Mirones del horror
A mediados de los setenta comenzó a difundirse la expresión snuff movie para designar un tipo de películas de circulación clandestina en las que, según se aseguraba, se ponían en escena con brutal sadismo violaciones, torturas, mutilaciones y hasta asesinatos de personas reales. Como ocurre con cualquier "boca a oreja" que conecta con oscuros pánicos morales o ansiedades colectivas más o menos explícitas, el rumor se difundió rápidamente, y mucha gente llegó a convencerse de la realidad de tales cintas macabras, pretendidamente rodadas para uso y disfrute de depravados que podían pagárselas. Pero lo cierto es que, a pesar de las sistemáticas investigaciones llevadas a cabo por el FBI y otras agencias gubernamentales norteamericanas, jamás llegó a confirmarse su existencia. En todo caso, la industria del cine aprovechó el tirón, como demuestra un buen número de títulos -desde Hardcore (1979), de Paul Schrader, a Tesis (1996), de Alejandro Amenábar-, que competían en el empeño de crear la ilusión de que mostraban el horror "real", sin ningún tipo de mediación o artificio "artístico".
El espectáculo de la violencia sin mediación goza ahora del favor de ciertos públicos no tan minoritarios como podría creerse
Desde entonces las cosas han cambiado. La constante exposición a la realidad-horror a través de los medios de comunicación ha permeabilizado de tal modo las fronteras entre ficción y realidad que, a menudo, se tiene la inquietante sensación -casi un vértigo- de que ambas instancias no son del todo separables. Mientras almorzamos, y entre dos tandas de comerciales, podemos presenciar más o menos distraídamente un informativo repleto de escenas reales de muerte y destrucción no muy diferentes de las que, en prime time, nos brindan largometrajes o series de ficción basadas en el trabajo de guionistas pagados por las mismas compañías que envían a los escenarios de guerra y terror a los reporteros y corresponsales de guerra.
El espectáculo de la violencia sin mediación goza ahora del favor de ciertos públicos no tan minoritarios como podría creerse. Las escenas de violencia adolescente grabadas en las cámaras de móviles y difundidas posteriormente a través de Internet son, si cabe, la punta del iceberg de algo impensable hace unos años, antes de que las imágenes de tortura de Abu Ghraib (2004) grabadas por los ejecutores "por diversión" (for fun), fueran difundidas globalmente por los medios y "colgadas" en la Red. Sólo mediante la cosificación absoluta de las víctimas -a las que no se considera seres humanos- es posible reducir su sufrimiento a puro espectáculo que merece ser compartido.

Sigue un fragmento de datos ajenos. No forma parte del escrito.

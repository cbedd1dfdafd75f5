// Commandline argument parser using clap for geosonic

use clap::{Args, Parser, Subcommand};

use crate::config::Config;

/// Hear the buildings around you
#[derive(Debug, Parser, Clone)]
#[command(version, about)]
pub struct GeoArgs {
    #[command(subcommand)]
    /// Where the sensor samples come from
    pub command: CommandTask,

    /// GeoJSON feature collection of building footprints
    #[arg(short = 'd', long = "dataset")]
    pub dataset: String,

    /// RON configuration file; built-in defaults are used without one
    #[arg(short = 'c', long = "config")]
    pub config: Option<String>,

    /// Override the selection radius, in kilometers
    #[arg(long = "radius")]
    pub radius_km: Option<f64>,

    /// Only select buildings in the direction the user faces
    #[arg(long)]
    pub directional: bool,

    /// Override the half width of the directional cone, in degrees
    #[arg(long = "cone")]
    pub cone_half_width_deg: Option<f64>,

    /// Play each building as a strummed triad
    #[arg(long)]
    pub chord: bool,
}

/// Which sensor source drives the pipeline
#[derive(Debug, Subcommand, Clone)]
pub enum CommandTask {
    /// Replay a recorded sensor trace
    Replay(ReplayCommand),

    /// Walk a simulated sensor around a starting point
    Simulate(SimulateCommand),
}

/// Feed a recorded trace through the pipeline
#[derive(Debug, Args, Clone)]
pub struct ReplayCommand {
    /// Trace file with +POS, +HDG, +ERR and +TRG records
    #[arg(short = 't', long = "trace")]
    pub trace: String,

    /// Sleep between records according to their timestamps
    #[arg(long)]
    pub realtime: bool,
}

/// Feed the simulated sensor through the pipeline
#[derive(Debug, Args, Clone)]
pub struct SimulateCommand {
    /// Starting latitude, in degrees
    #[arg(long, allow_hyphen_values = true)]
    pub lat: f64,

    /// Starting longitude, in degrees
    #[arg(long, allow_hyphen_values = true)]
    pub lon: f64,

    /// Number of sample intervals to run for
    #[arg(short = 'n', long = "steps", default_value_t = 20)]
    pub steps: u32,

    /// Largest random step per sample, in degrees
    #[arg(long, default_value_t = 0.0002)]
    pub noise: f64,

    /// Trigger sonification every this many steps
    #[arg(long = "trigger-every", default_value_t = 5)]
    pub trigger_every: u32,

    /// Simulate a device without a compass
    #[arg(long = "no-heading")]
    pub no_heading: bool,
}

impl GeoArgs {
    /// Applies the command-line overrides on top of `config`.
    pub fn apply_overrides(&self, mut config: Config) -> Config {
        if let Some(radius_km) = self.radius_km {
            config.policy.radius_km = radius_km;
        }
        if self.directional {
            config.policy.directional = true;
        }
        if let Some(cone) = self.cone_half_width_deg {
            config.policy.cone_half_width_deg = cone;
        }
        if self.chord {
            config.sonification.chord = true;
        }
        config
    }
}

Como afirma Michela Marzano en su breve, intenso y legible ensayo La muerte como espectáculo (Tusquets), la insensibilidad ante esa ficcionalización de la crueldad es, a la postre, el efecto no previsto logrado también por los espantosos (los adjetivos resultan tan gastados) vídeos de "ajusticiamientos" y decapitaciones difundidos por los islamistas radicales a partir de comienzos de siglo. Vídeos que, por cierto, en ocasiones fueron producidos con técnicas y puesta en escena auténticamente profesional (como habrían hecho los cineastas de las snuff movies).
Hoy, las imágenes de los despiadados asesinatos propagandísticos (perpetrados por sus verdugos en nombre de Alá, el clemente, el misericordioso) de Nick Berg, Ken Bigley, Paul Johnson, Daniel Pearl o Kim Sun Il, grabadas originalmente con el doble objetivo de proselitizar a los islamistas y aterrorizar al enemigo infiel, forman parte, merced a una perversa inversión, del extenso catálogo de realidad-horror disponible en Internet. Es allí donde, libre de la autocensura consensuada que practican los medios de comunicación convencionales, puede verse todo. Uno busca "vídeos de decapitación" en ciertas páginas web y los encuentra, a veces con la inane advertencia de que "podrían dañar la sensibilidad" del espectador. Y, más tarde, puede discutirlos en foros en los que las distintas opiniones abundan a menudo en las mismas cuestiones que en los chats sobre películas de éxito. Al final, la víctima (y su suplicio) pierde realidad: tiende a ficcionalizarse. Y en ello (cada vez más) estamos.